■ **What to do**
Reproduce each line of the entries that carries "Result".
═════ Given entries
//! Run settings consumed by discovery and the sampling pipeline
//!
//! These are the surface-level run parameters (period, sample count,
//! discovery timeout, progress and IP-device toggles) plus the output
//! options of the exporter. They are fixed for the lifetime of a run.

use serde::{Deserialize, Serialize};
use std::path::PathBuf;
use std::time::Duration;

/// Default period between samples in milliseconds
pub const DEFAULT_PERIOD_MS: u64 = 1;

/// Default number of samples per run
pub const DEFAULT_SAMPLES_COUNT: u64 = 10;

/// Default discovery deadline in milliseconds
pub const DEFAULT_WAIT_DEVICE_TIMEOUT_MS: u64 = 2000;

/// Default delay between discovery polling passes in milliseconds
pub const DEFAULT_DISCOVERY_POLL_INTERVAL_MS: u64 = 1;

/// Default CSV field delimiter
pub const DEFAULT_DELIMITER: u8 = b',';

/// Settings for a single sampling run
#[derive(Debug, Clone, PartialEq, Eq, Serialize, Deserialize)]
pub struct RunSettings {
    /// Period between sample ticks in milliseconds
    pub period_ms: u64,

    /// Number of samples to capture and export
    pub samples_count: u64,

    /// How long discovery may look for the target device, in milliseconds
    pub wait_device_timeout_ms: u64,

    /// Report `written/total` after every exported row
    pub print_progress: bool,

    /// Include IP-attached devices in the device network
    pub enable_ip_devices: bool,

    /// Directory receiving the output file
    pub output_dir: PathBuf,

    /// Field delimiter of the output file
    pub delimiter: u8,

    /// Pause between discovery passes in milliseconds (0 = busy polling)
    pub discovery_poll_interval_ms: u64,
}

impl Default for RunSettings {
    fn default() -> Self {
        Self {
            period_ms: DEFAULT_PERIOD_MS,
            samples_count: DEFAULT_SAMPLES_COUNT,
            wait_device_timeout_ms: DEFAULT_WAIT_DEVICE_TIMEOUT_MS,
            print_progress: false,
            enable_ip_devices: false,
            output_dir: PathBuf::from("."),
            delimiter: DEFAULT_DELIMITER,
            discovery_poll_interval_ms: DEFAULT_DISCOVERY_POLL_INTERVAL_MS,
        }
    }
}

impl RunSettings {
    /// Create settings with defaults
    pub fn new() -> Self {
        Self::default()
    }

    /// Sampling period
    pub fn period(&self) -> Duration {
        Duration::from_millis(self.period_ms)
    }

    /// Discovery deadline
    pub fn wait_device_timeout(&self) -> Duration {
        Duration::from_millis(self.wait_device_timeout_ms)
    }

    /// Pause between discovery passes
    pub fn discovery_poll_interval(&self) -> Duration {
        Duration::from_millis(self.discovery_poll_interval_ms)
    }

    /// Set the sampling period in milliseconds
    pub fn with_period_ms(mut self, period_ms: u64) -> Self {
        self.period_ms = period_ms;
        self
    }

    /// Set the number of samples
    pub fn with_samples_count(mut self, samples_count: u64) -> Self {
        self.samples_count = samples_count;
        self
    }

    /// Set the discovery deadline in milliseconds
    pub fn with_wait_device_timeout_ms(mut self, timeout_ms: u64) -> Self {
        self.wait_device_timeout_ms = timeout_ms;
        self
    }

    /// Set the output directory
    pub fn with_output_dir(mut self, dir: impl Into<PathBuf>) -> Self {
        self.output_dir = dir.into();
        self
    }

    /// Enable or disable progress reporting
    pub fn with_progress(mut self, enabled: bool) -> Self {
        self.print_progress = enabled;
        self
    }
}
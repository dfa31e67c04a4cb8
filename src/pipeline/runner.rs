//! Run orchestration.
//!
//! [`Application::run`] drives one complete run:
//!
//! ```text
//! Discovery ─► CapabilityValidator ─► open sink ─► spawn RowExporter
//!                                                        ▲
//!            SampleProducer (this thread) ── hand-off ───┘
//! ```
//!
//! Discovery and validation finish before any thread is spawned. The
//! producer runs on the calling thread, the exporter on one worker thread,
//! and both are joined before `run` returns.

use crate::backend::{CapabilityValidator, DeviceNetwork, Discovery};
use crate::config::{ConfigSettings, RunSettings};
use crate::error::{ExporterError, Result, ResultExt};
use crate::pipeline::exporter::{stdout_progress, ExportReport, ProgressReporter, RowExporter};
use crate::pipeline::producer::SampleProducer;
use crate::pipeline::queue::handoff_queue;
use crate::pipeline::sink::{output_path, CsvSink};
use crate::types::NodeHandle;
use std::path::PathBuf;

/// Outcome of a successful run
#[derive(Debug, Clone, PartialEq, Eq)]
pub struct RunSummary {
    /// Node that was sampled
    pub node: NodeHandle,
    /// File the rows were written to
    pub output_path: PathBuf,
    /// Rows pushed by the producer
    pub rows_produced: u64,
    /// What the exporter wrote
    pub export: ExportReport,
}

/// One discovery + sampling run against a device network
pub struct Application<N: DeviceNetwork> {
    network: N,
    config: ConfigSettings,
    settings: RunSettings,
    progress: Option<ProgressReporter>,
}

impl<N: DeviceNetwork> Application<N> {
    /// Create a run; the network is injected and lives as long as the run
    ///
    /// With `print_progress` set, progress goes to stdout unless another
    /// reporter is installed through [`with_progress`](Self::with_progress).
    pub fn new(network: N, config: ConfigSettings, settings: RunSettings) -> Self {
        let progress = settings.print_progress.then(stdout_progress);
        Self {
            network,
            config,
            settings,
            progress,
        }
    }

    /// Report exporter progress through `reporter`
    pub fn with_progress(mut self, reporter: ProgressReporter) -> Self {
        self.progress = Some(reporter);
        self
    }

    /// The device network this run talks to
    pub fn network(&self) -> &N {
        &self.network
    }

    /// Wait for the target device
    ///
    /// A timeout is reported as [`ExporterError::DiscoveryTimeout`].
    pub fn discover(&self) -> Result<NodeHandle> {
        let timeout = self.settings.wait_device_timeout();
        tracing::info!(
            "Waiting up to {} ms for the target device",
            timeout.as_millis()
        );

        Discovery::from_settings(
            &self.network,
            &self.config.target_device_properties,
            &self.settings,
        )
        .wait_for_target(timeout)
        .non_null()
        .ok_or(ExporterError::DiscoveryTimeout {
            timeout_ms: self.settings.wait_device_timeout_ms,
        })
    }

    /// Run discovery, validation and the sampling pipeline
    pub fn run(self) -> Result<RunSummary> {
        let started = chrono::Local::now();

        let node = self.discover()?;
        CapabilityValidator::new(&self.network)
            .check(node, &self.config.dump_properties)
            .context("Target device cannot supply the dump properties")?;

        let path = output_path(&self.settings.output_dir, started);
        let sink = CsvSink::create(&path, self.settings.delimiter)?;

        let Application {
            network,
            config,
            settings,
            progress,
        } = self;

        let (tx, rx) = handoff_queue();
        let mut exporter = RowExporter::new(
            Box::new(sink),
            &config.dump_properties,
            settings.samples_count,
        );
        if let Some(reporter) = progress {
            exporter = exporter.with_progress(reporter);
        }
        let exporter = exporter.spawn(rx)?;

        let produced =
            SampleProducer::new(&network, node, &config.dump_properties, &settings).run(tx);

        let exported = exporter
            .join()
            .map_err(|_| ExporterError::Channel("row exporter thread panicked".to_string()))?;

        // A write failure also makes the producer's push fail; report the cause
        let export = exported.context("Export failed")?;
        let rows_produced = produced?;
        if !export.is_complete() {
            return Err(ExporterError::Starved {
                expected: export.rows_expected,
                received: export.rows_written,
            });
        }

        tracing::info!(
            "Exported {} samples of {} to {:?}",
            export.rows_written,
            node,
            path
        );
        Ok(RunSummary {
            node,
            output_path: path,
            rows_produced,
            export,
        })
    }
}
══════════
■ **Written solution**
use crate::error::{ExporterError, Result, ResultExt};
    pub fn discover(&self) -> Result<NodeHandle> {
    pub fn run(self) -> Result<RunSummary> {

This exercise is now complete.